In protein translation, the mRNA produced by RNA transcription is exported from the nucleus to the ribosomes, which are the cell's protein synthesis machinery. Inside the ribosomes there is transmission, or tRNA (Figure 2) which reads the mRNA in the ribosome. Each tRNA molecule has a sequence of three nucleotides that are complementary to the sequence of one of the sixty four possible codons found in mRNA. This allows for the mRNA and tRNA to bind on the basis of base complementarity. Onto this tRNA is also an amino acid, so it is this tRNA molecule that creates the physical link between the codon found in a DNA sequence and the amino acid it encodes for, thus being the basis for the genetic code.

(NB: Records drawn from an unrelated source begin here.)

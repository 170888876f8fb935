use thiserror::Error;

#[derive(Debug, Error)]
pub enum CadenceError {
    #[error("Configuration error: {0}")]
    Config(String),

    #[error("Serialization error: {0}")]
    Serialization(#[from] serde_json::Error),

    #[error("I/O error: {0}")]
    Io(#[from] std::io::Error),
}

impl CadenceError {
    /// Short error code string for log lines and CLI exit reporting.
    pub fn code(&self) -> &'static str {
        match self {
            CadenceError::Config(_) => "CONFIG_ERROR",
            CadenceError::Serialization(_) => "SERIALIZATION_ERROR",
            CadenceError::Io(_) => "IO_ERROR",
        }
    }
}

pub type Result<T> = std::result::Result<T, CadenceError>;
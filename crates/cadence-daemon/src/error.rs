use thiserror::Error;

#[derive(Debug, Error)]
pub enum DaemonError {
    #[error("database error: {0}")]
    Database(#[from] rusqlite::Error),

    #[error("webhook delivery failed: {0}")]
    Webhook(#[from] reqwest::Error),

    #[error("webhook rejected with status {0}")]
    WebhookStatus(u16),

    #[error("cannot sign webhook body: {0}")]
    Signing(String),

    #[error("serialization error: {0}")]
    Serialization(#[from] serde_json::Error),

    #[error("task misconfigured: {0}")]
    TaskConfig(String),
}

pub type Result<T> = std::result::Result<T, DaemonError>;
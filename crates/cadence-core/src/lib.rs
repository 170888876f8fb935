//! `cadence-core`: configuration and shared types for the cadence daily scheduler.

pub mod config;
pub mod error;
pub mod types;

pub use config::CadenceConfig;
pub use error::{CadenceError, Result};
pub use types::{JitterSpec, RetryPolicy, ScheduleSpec};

Figure 2: Transmission RNA (tRNA) is a type of RNA that interacts with both the mRNA and the amino acid. By forming an interaction with the mRNA via a sequence of three nucleotides, and containing a specific amino acid, this means that a specific codon (three nucleotide sequence) encodes for a specific amino acid. The tRNA has loops and forms a secondary structure, and like other nucleotide structure, these are formed on the basis of charge complementarity. Because not all tRNA molecules occur at the same frequency, this gives rise to codon frequency, and rare codons may affect the efficiency of protein translation as a result.

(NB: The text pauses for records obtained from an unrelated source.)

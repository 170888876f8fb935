use chrono::{DateTime, Utc};
use serde::{Deserialize, Serialize};

use crate::error::SchedulerError;

/// Label used for triggers whose hour/minute are not both literal.
pub const NON_DAILY_LABEL: &str = "custom schedule";

/// Which configuration field produced a trigger.
#[derive(Debug, Clone, Copy, PartialEq, Eq, Serialize, Deserialize)]
#[serde(rename_all = "snake_case")]
pub enum TriggerSource {
    /// `daily_time` was set.
    DailyTime,
    /// Nothing was set; the 09:00 fallback applies.
    DefaultTime,
    /// `legacy_expression` passed through verbatim.
    Legacy,
}

impl TriggerSource {
    /// Daily-time triggers (explicit or fallback) are re-jittered after each run.
    pub fn is_daily(self) -> bool {
        matches!(self, TriggerSource::DailyTime | TriggerSource::DefaultTime)
    }
}

/// Concrete trigger derived from a `ScheduleSpec`.
#[derive(Debug, Clone, PartialEq, Eq, Serialize, Deserialize)]
pub struct ResolvedTrigger {
    /// Five-field cron expression handed to the trigger clock.
    pub expression: String,
    /// Unjittered `HH:MM` for logs, or [`NON_DAILY_LABEL`].
    pub display_time: String,
    /// Signed jitter offset in minutes; 0 when jitter is off.
    pub applied_offset_minutes: i64,
    pub source: TriggerSource,
}

impl ResolvedTrigger {
    /// Hour and minute of the expression when both fields are literal numbers.
    pub fn literal_time(&self) -> Option<(u32, u32)> {
        literal_time(&self.expression)
    }
}

/// Extract `(hour, minute)` from a five-field expression whose first two
/// fields are plain numbers in range.
pub(crate) fn literal_time(expression: &str) -> Option<(u32, u32)> {
    let mut fields = expression.split_whitespace();
    let minute: u32 = fields.next()?.parse().ok()?;
    let hour: u32 = fields.next()?.parse().ok()?;
    (hour < 24 && minute < 60).then_some((hour, minute))
}

/// Final result of one firing (or manual trigger).
#[derive(Debug, Clone, PartialEq, Eq, Serialize, Deserialize)]
#[serde(tag = "status", rename_all = "snake_case")]
pub enum RunOutcome {
    Succeeded { attempts: u32 },
    Failed { attempts: u32, last_error: String },
    /// Another run was in progress; nothing happened.
    Skipped,
}

impl RunOutcome {
    pub fn is_success(&self) -> bool {
        matches!(self, RunOutcome::Succeeded { .. })
    }

    /// `true` for outcomes that actually ran the task.
    pub fn completed(&self) -> bool {
        !matches!(self, RunOutcome::Skipped)
    }

    /// The terminal error for a failed run, if any.
    pub fn error(&self) -> Option<SchedulerError> {
        match self {
            RunOutcome::Failed {
                attempts,
                last_error,
            } => Some(SchedulerError::RetriesExhausted {
                attempts: *attempts,
                last_error: last_error.clone(),
            }),
            _ => None,
        }
    }
}

impl std::fmt::Display for RunOutcome {
    fn fmt(&self, f: &mut std::fmt::Formatter<'_>) -> std::fmt::Result {
        match self {
            RunOutcome::Succeeded { attempts } => write!(f, "succeeded after {attempts} attempt(s)"),
            RunOutcome::Failed { attempts, .. } => write!(f, "failed after {attempts} attempt(s)"),
            RunOutcome::Skipped => write!(f, "skipped"),
        }
    }
}

/// What started a run.
#[derive(Debug, Clone, Copy, PartialEq, Eq, Serialize, Deserialize)]
#[serde(rename_all = "snake_case")]
pub enum RunTrigger {
    Scheduled,
    Manual,
}

impl std::fmt::Display for RunTrigger {
    fn fmt(&self, f: &mut std::fmt::Formatter<'_>) -> std::fmt::Result {
        let s = match self {
            RunTrigger::Scheduled => "scheduled",
            RunTrigger::Manual => "manual",
        };
        write!(f, "{s}")
    }
}

impl std::str::FromStr for RunTrigger {
    type Err = String;

    fn from_str(s: &str) -> std::result::Result<Self, Self::Err> {
        match s {
            "scheduled" => Ok(RunTrigger::Scheduled),
            "manual" => Ok(RunTrigger::Manual),
            other => Err(format!("unknown run trigger: {other}")),
        }
    }
}

/// Sent to the host after every run that actually executed the task.
#[derive(Debug, Clone, Serialize, Deserialize)]
pub struct RunReport {
    pub trigger: RunTrigger,
    pub started_at: DateTime<Utc>,
    pub finished_at: DateTime<Utc>,
    pub outcome: RunOutcome,
}

/// Estimated time of the next firing.
#[derive(Debug, Clone, PartialEq, Eq, Serialize, Deserialize)]
#[serde(tag = "kind", rename_all = "snake_case")]
pub enum NextRun {
    /// The engine is not armed.
    Unscheduled,
    At { at: DateTime<Utc> },
    /// The expression is not a simple daily time.
    Undetermined,
}

/// Point-in-time snapshot returned by `SchedulerEngine::status`.
#[derive(Debug, Clone, Serialize, Deserialize)]
pub struct EngineStatus {
    pub active: bool,
    pub is_running: bool,
    pub last_run_at: Option<DateTime<Utc>>,
    pub next_run: NextRun,
    pub trigger: Option<ResolvedTrigger>,
    pub timezone: String,
}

During translation, two tRNA molecules will bind to adjacent codons (Figure 3). The two tRNA molecules with amino acids attached to them will bring the amino acids into close proximity with one another. The ribosomes will then attach the amino acids to one another via a peptide bond between the carboxyl group of the first amino acid and the amine group of the second amino acid. Once the peptide bond is made, the first tRNA detaches and the second tRNA attaches to the mRNA, and the process repeats, elongating the growing peptide each time.


Figure 3: During protein translation, tRNA molecules for adjacent codons are drawn into close proximity to one another and allow each amino acid to be added in turn to the growing peptide chain as it is secreted by the ribosome. Because tRNA molecules are brought into proximity during this process, this gives rise to a phenomenon of codon-pair frequency, and rare codon pairs may, like rare codons, affect the efficiency of protein translation.

Crick's dogma is a succinct explanation of the complex process of how a gene found in an organism becomes a functional protein.

  1. Francis Crick, James Watson and Maurice Wilkins won the Nobel Prize for the discovery of the structure of DNA. Many cite the importance of the work of Rosalind Franklin to this discovery, as it was Crick and Watson's access to her unpublished results that allowed their breakthrough. Franklin died before the Nobel Prize (which are not awarded posthumously) was awarded, so she was unrecognized in her lifetime, and as a woman scientist in the mid 20th century was a victim of the sexism of her era.